Oh boy.  I totally hadn't gone through my feed reader in awhile.  Here's all the papers I think look interesting  (I haven't read them all, and I'm sure I missed some):
  • I already didn't like cattle.  Now it turns out they may be literally trampling on native trout.  Ok, I don't really like trout either, but natives are fine.
  • And this is why I'm not a big trout fan:  Where they've invaded, they have devastated local species populations.  Including New Zealands' galaxiidae.
  • Using game theory to understand and improve decision-making in conservation biology.
  • I actually sorta need to see this paper, on the effectiveness of species recovery plans and how to quantify that.  They've used the loggerhead sea turtle as an example there, but I want to know what the approach is.

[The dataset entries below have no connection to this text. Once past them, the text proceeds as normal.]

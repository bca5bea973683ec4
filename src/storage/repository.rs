//! Repository pattern wrapper for database operations
//!
//! Provides a higher-level interface for the appointment dashboards.

use anyhow::Result;

use crate::config::Settings;
use crate::storage::{
    Appointment, AppointmentFilter, AppointmentStatus, Database, DatabaseStats, StoredAnalysis,
};
use crate::workflow::session::{Role, SessionContext};

/// Repository for managing appointments and their analyses
pub struct Repository {
    db: Database,
}

impl Repository {
    /// Create a new repository
    pub fn new(settings: &Settings) -> Result<Self> {
        let db = Database::open(settings)?;
        Ok(Self { db })
    }

    pub fn from_database(db: Database) -> Self {
        Self { db }
    }

    /// Appointments visible to a session: patients see their own, doctors
    /// the ones booked with them, admins everything.
    pub fn list_for(
        &self,
        session: &SessionContext,
        filter: AppointmentFilter,
        limit: usize,
    ) -> Result<Vec<Appointment>> {
        self.db.list_appointments(&scope(session, filter), limit)
    }

    /// Find appointment by ID prefix, with its analysis
    pub fn find(&self, prefix: &str) -> Result<Option<(Appointment, Option<StoredAnalysis>)>> {
        let Some(appointment) = self.db.find_appointment_by_prefix(prefix)? else {
            return Ok(None);
        };
        let analysis = self.db.get_analysis(&appointment.id)?;
        Ok(Some((appointment, analysis)))
    }

    /// Like [`Repository::find`], among the appointments the session may see
    pub fn find_for(
        &self,
        session: &SessionContext,
        prefix: &str,
    ) -> Result<Option<(Appointment, Option<StoredAnalysis>)>> {
        let visible = scope(session, AppointmentFilter::default());
        let Some(appointment) = self.db.find_appointment_by_prefix_in(prefix, &visible)? else {
            return Ok(None);
        };
        let analysis = self.db.get_analysis(&appointment.id)?;
        Ok(Some((appointment, analysis)))
    }

    /// Change a status on behalf of a session. Returns the updated appointment.
    pub fn set_status_for(
        &self,
        session: &SessionContext,
        prefix: &str,
        status: AppointmentStatus,
    ) -> Result<Appointment> {
        let Some((mut appointment, _)) = self.find_for(session, prefix)? else {
            anyhow::bail!("Appointment not found: {}", prefix);
        };
        if !can_set_status(session, &appointment, status) {
            anyhow::bail!(
                "A {} cannot mark this appointment {}",
                session.role.as_str(),
                status.as_str()
            );
        }
        self.set_status(&appointment.id, status)?;
        tracing::info!(
            "Appointment {} set to {} by {}",
            appointment.id,
            status.as_str(),
            session.user_id
        );
        appointment.status = status;
        Ok(appointment)
    }

    /// Change the status of an appointment
    pub fn set_status(&self, id: &str, status: AppointmentStatus) -> Result<()> {
        if !self.db.update_status(id, status)? {
            anyhow::bail!("Appointment not found: {}", id);
        }
        Ok(())
    }

    /// Delete an appointment
    pub fn delete(&self, id: &str) -> Result<()> {
        if !self.db.delete_appointment(id)? {
            anyhow::bail!("Appointment not found: {}", id);
        }
        Ok(())
    }

    pub fn stats(&self) -> Result<DatabaseStats> {
        self.db.get_stats()
    }
}

/// Narrow a filter to what the session may see. Patients and doctors cannot
/// name anyone but themselves.
fn scope(session: &SessionContext, mut filter: AppointmentFilter) -> AppointmentFilter {
    match session.role {
        Role::Patient => filter.patient_id = Some(session.user_id.clone()),
        Role::Doctor => filter.doctor_id = Some(session.user_id.clone()),
        Role::Admin => {}
    }
    filter
}

/// Patients may only withdraw their own requests
pub fn can_set_status(
    session: &SessionContext,
    appointment: &Appointment,
    status: AppointmentStatus,
) -> bool {
    match session.role {
        Role::Patient => {
            appointment.patient_id == session.user_id && status == AppointmentStatus::Cancelled
        }
        Role::Doctor => appointment.doctor_id == session.user_id,
        Role::Admin => true,
    }
}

  • Pitcher plant ecology is pretty cool.  I'm not ecologists pay enough attention to the ecosystems that occur within other organisms.  Plus, I should direct some attention to a fellow Domer.
  • Managed relocation is the movement of species in anticipation of climate change to prevent them from going extinct.  Or, you could put it another way:  Intentional introductions of non-indigenous species.  A lot about how you feel about this idea is wrapped up in which way you look at that activity.  Regardless, it is likely to become a big argument.
  • Tree stoichiometry.  Haven't read this one yet, but anything with stoichiometry is cool.  From the abstract, it sounds like more support for the Growth Rate Hypothesis.
  • I just don't think it sounds right to describe the place where a terrifying shark produces new terrifying sharks as a nursery.  Spawning ground or breeding ground sound more appropriate somehow.  At least we're talking about an extinct shark (Megalodon).
Oh, and apparently someone else just discovered the solenodon, and has a platform to write ridiculous things about it.